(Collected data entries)
━━━━━━━━━━━━━━━━━━━━

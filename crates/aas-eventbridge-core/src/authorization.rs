//! Attribute-based authorization for registry operations.
//!
//! Rule evaluation is external: the authorizer only asks an injected
//! [`AbacRuleChecker`] for a grant and turns a deny into [`NotAuthorized`].

/// Scope required to register or unregister entries.
pub const WRITE_SCOPE: &str = "urn:basyx:scope:aas-registry:write";
/// Scope required to look up entries.
pub const READ_SCOPE: &str = "urn:basyx:scope:aas-registry:read";

/// External rule evaluation.
pub trait AbacRuleChecker: Send + Sync {
    /// Whether any rule grants `scope` to one of `roles` on the given entities.
    fn grants_permission(
        &self,
        roles: &[String],
        scope: &str,
        shell_id: &str,
        submodel_id: Option<&str>,
    ) -> bool;
}

/// Source of the caller's roles.
pub trait RoleAuthenticator: Send + Sync {
    /// Roles of the current caller.
    fn roles(&self) -> Vec<String>;
}

/// A guarded operation was denied.
#[derive(Debug, Clone, PartialEq, Eq, thiserror::Error)]
#[error("not authorized: {scope} on {target}")]
pub struct NotAuthorized {
    /// Scope that was required
    pub scope: String,
    /// Entity the operation targeted
    pub target: String,
}

/// Enforces access to registry operations on shells and submodels.
pub struct RegistryAuthorizer<C, R> {
    checker: C,
    authenticator: R,
}

impl<C: AbacRuleChecker, R: RoleAuthenticator> RegistryAuthorizer<C, R> {
    /// Create an authorizer from a rule checker and a role source.
    #[must_use]
    pub fn new(checker: C, authenticator: R) -> Self {
        Self {
            checker,
            authenticator,
        }
    }

    fn enforce(
        &self,
        scope: &str,
        shell_id: &str,
        submodel_id: Option<&str>,
    ) -> Result<(), NotAuthorized> {
        let roles = self.authenticator.roles();
        if self
            .checker
            .grants_permission(&roles, scope, shell_id, submodel_id)
        {
            return Ok(());
        }

        let target = match submodel_id {
            Some(sm) => format!("{shell_id}/{sm}"),
            None => shell_id.to_string(),
        };
        tracing::warn!(scope, target = %target, ?roles, "Access denied");
        Err(NotAuthorized {
            scope: scope.to_string(),
            target,
        })
    }

    /// Guard registering a shell.
    ///
    /// # Errors
    ///
    /// Returns [`NotAuthorized`] if write access is denied.
    pub fn enforce_register_shell(&self, shell_id: &str) -> Result<(), NotAuthorized> {
        self.enforce(WRITE_SCOPE, shell_id, None)
    }

    /// Guard registering a submodel under a shell.
    ///
    /// # Errors
    ///
    /// Returns [`NotAuthorized`] if write access is denied.
    pub fn enforce_register_submodel(
        &self,
        shell_id: &str,
        submodel_id: &str,
    ) -> Result<(), NotAuthorized> {
        self.enforce(WRITE_SCOPE, shell_id, Some(submodel_id))
    }

    /// Guard unregistering a shell.
    ///
    /// # Errors
    ///
    /// Returns [`NotAuthorized`] if write access is denied.
    pub fn enforce_unregister_shell(&self, shell_id: &str) -> Result<(), NotAuthorized> {
        self.enforce(WRITE_SCOPE, shell_id, None)
    }

    /// Guard unregistering a submodel.
    ///
    /// # Errors
    ///
    /// Returns [`NotAuthorized`] if write access is denied.
    pub fn enforce_unregister_submodel(
        &self,
        shell_id: &str,
        submodel_id: &str,
    ) -> Result<(), NotAuthorized> {
        self.enforce(WRITE_SCOPE, shell_id, Some(submodel_id))
    }

    /// Guard a shell lookup, passing the descriptor through on success.
    ///
    /// # Errors
    ///
    /// Returns [`NotAuthorized`] if read access is denied.
    pub fn enforce_lookup_shell<T>(&self, shell_id: &str, descriptor: T) -> Result<T, NotAuthorized> {
        self.enforce(READ_SCOPE, shell_id, None)?;
        Ok(descriptor)
    }

    /// Guard a submodel lookup, passing the descriptor through on success.
    ///
    /// # Errors
    ///
    /// Returns [`NotAuthorized`] if read access is denied.
    pub fn enforce_lookup_submodel<T>(
        &self,
        shell_id: &str,
        submodel_id: &str,
        descriptor: T,
    ) -> Result<T, NotAuthorized> {
        self.enforce(READ_SCOPE, shell_id, Some(submodel_id))?;
        Ok(descriptor)
    }
}
//! # MQTT Transport
//!
//! Owns the single broker session of a bridge instance.
//!
//! - [`ConnectionManager`]: connect, subscribe, publish, connection-loss
//!   notification. No automatic reconnection.
//! - [`Publisher`]: the publish seam the event observer depends on.
//! - [`MessageHandler`]: inbound delivery callbacks.
//! - [`Databus`]: I4.0 language messages over one connection.

#![warn(missing_docs)]
#![warn(clippy::all)]

pub mod connection;
pub mod databus;
pub mod handler;

pub use connection::{
    ConnectOutcome, ConnectionError, ConnectionManager, ConnectionOptions, Credentials,
    PublishError, Publisher,
};
pub use databus::{Databus, DEFAULT_PUB_TOPIC, DEFAULT_SUB_TOPIC};
pub use handler::{I40MessageHandler, LoggingHandler, MessageHandler};
pub use rumqttc::QoS;
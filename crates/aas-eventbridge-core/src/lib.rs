//! # AAS-EventBridge Core
//!
//! Domain-side contract of the event bridge.
//!
//! This crate provides:
//! - Element path normalization shared by filtering and topic naming
//! - Submodel element snapshots with value redaction
//! - The `MutationEvent` type delivered by an observable AAS model
//! - Observer registration (`ModelObserver`, `ObservableModel`)
//! - Whitelist-based filtering of element paths
//! - Attribute-based authorization seam for registry operations

#![warn(missing_docs)]
#![warn(clippy::all)]

pub mod authorization;
pub mod element;
pub mod event;
pub mod filter;
pub mod observer;
pub mod path;

pub use authorization::{AbacRuleChecker, NotAuthorized, RegistryAuthorizer, RoleAuthenticator};
pub use element::SubmodelElement;
pub use event::{EntityIds, EventKind, MutationEvent};
pub use filter::FilterPolicy;
pub use observer::{ModelObserver, ObservableModel, ObserverRegistry};
pub use path::normalize_path;
//! Bridge configuration.

use aas_eventbridge_mqtt::{ConnectionOptions, DEFAULT_PUB_TOPIC, DEFAULT_SUB_TOPIC};
use aas_eventbridge_observer::ObserverScope;
use aas_eventbridge_proto::DEFAULT_REPOSITORY;
use anyhow::{Context, Result};
use std::time::Duration;

/// Bridge configuration.
#[derive(Debug, Clone)]
pub struct BridgeConfig {
    /// Broker session
    pub connection: ConnectionOptions,

    /// Repository segment used in topics
    pub repo_id: String,

    /// Observed shell
    pub shell_id: String,

    /// Observed submodel; `None` observes the whole shell
    pub submodel_id: Option<String>,

    /// Whitelisted element paths; empty disables filtering
    pub whitelist: Vec<String>,

    /// Inbound I4.0 topic
    pub sub_topic: String,

    /// Outbound I4.0 topic
    pub pub_topic: String,
}

impl Default for BridgeConfig {
    fn default() -> Self {
        Self {
            connection: ConnectionOptions::default(),
            repo_id: DEFAULT_REPOSITORY.to_string(),
            shell_id: "urn:example:aas:1".to_string(),
            submodel_id: None,
            whitelist: Vec::new(),
            sub_topic: DEFAULT_SUB_TOPIC.to_string(),
            pub_topic: DEFAULT_PUB_TOPIC.to_string(),
        }
    }
}

impl BridgeConfig {
    /// Load configuration from environment variables.
    ///
    /// # Environment Variables
    ///
    /// - `EVENTBRIDGE_MQTT_BROKER`: MQTT broker URL
    /// - `EVENTBRIDGE_CLIENT_ID`: MQTT client id
    /// - `EVENTBRIDGE_USERNAME` / `EVENTBRIDGE_PASSWORD`: credentials (both required)
    /// - `EVENTBRIDGE_KEEP_ALIVE_SECS`: keep-alive interval
    /// - `EVENTBRIDGE_REPO_ID`: repository id
    /// - `EVENTBRIDGE_SHELL_ID`: observed shell
    /// - `EVENTBRIDGE_SUBMODEL_ID`: observed submodel
    /// - `EVENTBRIDGE_WHITELIST`: comma-separated element paths
    /// - `EVENTBRIDGE_SUB_TOPIC` / `EVENTBRIDGE_PUB_TOPIC`: I4.0 topics
    ///
    /// # Errors
    ///
    /// Returns error if a variable has an invalid value.
    pub fn from_env() -> Result<Self> {
        let mut config = Self::default();

        if let Ok(broker) = std::env::var("EVENTBRIDGE_MQTT_BROKER") {
            config.connection.broker = broker;
        }

        if let Ok(client_id) = std::env::var("EVENTBRIDGE_CLIENT_ID") {
            config.connection.client_id = client_id;
        }

        if let (Ok(username), Ok(password)) = (
            std::env::var("EVENTBRIDGE_USERNAME"),
            std::env::var("EVENTBRIDGE_PASSWORD"),
        ) {
            config.connection = config.connection.with_credentials(username, password);
        }

        if let Ok(secs) = std::env::var("EVENTBRIDGE_KEEP_ALIVE_SECS") {
            let secs: u64 = secs
                .parse()
                .context("Invalid EVENTBRIDGE_KEEP_ALIVE_SECS")?;
            config.connection.keep_alive = Duration::from_secs(secs);
        }

        if let Ok(repo_id) = std::env::var("EVENTBRIDGE_REPO_ID") {
            config.repo_id = repo_id;
        }

        if let Ok(shell_id) = std::env::var("EVENTBRIDGE_SHELL_ID") {
            config.shell_id = shell_id;
        }

        if let Ok(submodel_id) = std::env::var("EVENTBRIDGE_SUBMODEL_ID") {
            config.submodel_id = Some(submodel_id).filter(|id| !id.is_empty());
        }

        if let Ok(whitelist) = std::env::var("EVENTBRIDGE_WHITELIST") {
            config.whitelist = parse_whitelist(&whitelist);
        }

        if let Ok(topic) = std::env::var("EVENTBRIDGE_SUB_TOPIC") {
            config.sub_topic = topic;
        }

        if let Ok(topic) = std::env::var("EVENTBRIDGE_PUB_TOPIC") {
            config.pub_topic = topic;
        }

        Ok(config)
    }

    /// Observer scope described by this configuration.
    #[must_use]
    pub fn scope(&self) -> ObserverScope {
        let scope = match &self.submodel_id {
            Some(submodel_id) => ObserverScope::submodel(&self.shell_id, submodel_id),
            None => ObserverScope::shell(&self.shell_id),
        };
        scope.in_repo(&self.repo_id)
    }
}

fn parse_whitelist(value: &str) -> Vec<String> {
    value
        .split(',')
        .map(str::trim)
        .filter(|path| !path.is_empty())
        .map(str::to_string)
        .collect()
}

#[cfg(test)]
mod tests {
    use super::*;

    #[test]
    fn whitelist_is_comma_separated() {
        assert_eq!(
            parse_whitelist("temperature, sensors/pressure ,,"),
            vec!["temperature".to_string(), "sensors/pressure".to_string()]
        );
        assert!(parse_whitelist("").is_empty());
    }

    #[test]
    fn scope_follows_submodel_setting() {
        let mut config = BridgeConfig::default();
        assert_eq!(config.scope().submodel_id, None);
        assert_eq!(config.scope().repo_id, "aas-repo");

        config.submodel_id = Some("SM1".to_string());
        config.repo_id = "plant".to_string();
        let scope = config.scope();
        assert_eq!(scope.submodel_id.as_deref(), Some("SM1"));
        assert_eq!(scope.repo_id, "plant");
    }

    #[test]
    fn defaults_are_anonymous() {
        let config = BridgeConfig::default();
        assert!(config.connection.credentials.is_none());
        assert!(config.connection.client_id.starts_with("aas-eventbridge-"));
        assert_eq!(config.sub_topic, "i40/inbox");
        assert_eq!(config.pub_topic, "i40/outbox");
    }
}
//! I4.0 language messages.
//!
//! A message is a validated [`MessageFrame`] plus a list of interaction
//! elements (free-form maps, submodel elements, whole submodels...).

use crate::frame::{FrameError, MessageFrame};
use aas_eventbridge_core::SubmodelElement;
use serde::de::DeserializeOwned;
use serde::{Deserialize, Serialize};
use serde_json::{Map, Value};

/// A frame and its interaction elements.
#[derive(Debug, Clone, PartialEq, Serialize, Deserialize)]
#[serde(rename_all = "camelCase")]
pub struct I40Message<T> {
    /// Envelope
    pub frame: MessageFrame,
    /// Payload of the interaction
    #[serde(default = "Vec::new")]
    pub interaction_elements: Vec<T>,
}

/// Message carrying free-form key/value interaction elements.
pub type GenericMessage = I40Message<Map<String, Value>>;

/// Message carrying submodel elements.
pub type SubmodelElementMessage = I40Message<SubmodelElement>;

impl<T> I40Message<T> {
    /// Create a message.
    #[must_use]
    pub fn new(frame: MessageFrame, interaction_elements: Vec<T>) -> Self {
        Self {
            frame,
            interaction_elements,
        }
    }
}

impl<T: Serialize> I40Message<T> {
    /// Validate the frame and serialize to JSON bytes.
    ///
    /// # Errors
    ///
    /// Returns error if the frame is invalid or serialization fails.
    pub fn to_json(&self) -> Result<Vec<u8>, FrameError> {
        self.frame.validate()?;
        serde_json::to_vec(self).map_err(|e| FrameError::Serialize(e.to_string()))
    }
}

impl<T: DeserializeOwned> I40Message<T> {
    /// Deserialize from JSON bytes and validate the frame.
    ///
    /// # Errors
    ///
    /// Returns error if the payload is malformed or the frame is invalid.
    pub fn from_json(bytes: &[u8]) -> Result<Self, FrameError> {
        let message: Self =
            serde_json::from_slice(bytes).map_err(|e| FrameError::Format(e.to_string()))?;
        message.frame.validate()?;
        Ok(message)
    }
}

#[cfg(test)]
mod tests {
    use super::*;
    use crate::frame::{Participant, SemanticProtocol};
    use serde_json::json;

    fn frame() -> MessageFrame {
        MessageFrame::builder()
            .message_type("TEST_MESSAGE")
            .receiver(Participant::new("TEST_RECEIVER", "CUSTOM", "InformationReceiver"))
            .new_conversation()
            .message_id(0)
            .semantic_protocol(SemanticProtocol::global("CUSTOM", "TEST_PROTOCOL"))
            .build()
            .unwrap()
    }

    #[test]
    fn generic_message_roundtrip() {
        let mut elements = Map::new();
        elements.insert("interactionElement1".to_string(), json!("Bob"));
        elements.insert("interactionElement2".to_string(), json!("Eve"));
        let message = GenericMessage::new(frame(), vec![elements]);

        let bytes = message.to_json().unwrap();
        let decoded = GenericMessage::from_json(&bytes).unwrap();

        assert_eq!(decoded, message);
    }

    #[test]
    fn submodel_element_message_keeps_values() {
        let element = SubmodelElement::new("OperatingManual", Some(json!("manual.pdf")))
            .with_attribute("modelType", json!("File"));
        let message = SubmodelElementMessage::new(frame(), vec![element.clone()]);

        let decoded = SubmodelElementMessage::from_json(&message.to_json().unwrap()).unwrap();
        assert_eq!(decoded.interaction_elements, vec![element]);
    }

    #[test]
    fn invalid_frame_is_not_serialized() {
        let mut message = GenericMessage::new(frame(), Vec::new());
        message.frame.message_type.clear();
        assert_eq!(message.to_json(), Err(FrameError::MissingField("type")));
    }

    #[test]
    fn wire_shape() {
        let json: Value =
            serde_json::from_slice(&GenericMessage::new(frame(), Vec::new()).to_json().unwrap())
                .unwrap();
        assert!(json["frame"].is_object());
        assert_eq!(json["interactionElements"], json!([]));
    }
}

━━━━━━━━━━━━━━━━━━━━

* _Task_
Search the data above for the word "caller" and report how many lines contain it, with nothing further.

* _Solution to this exercise_
2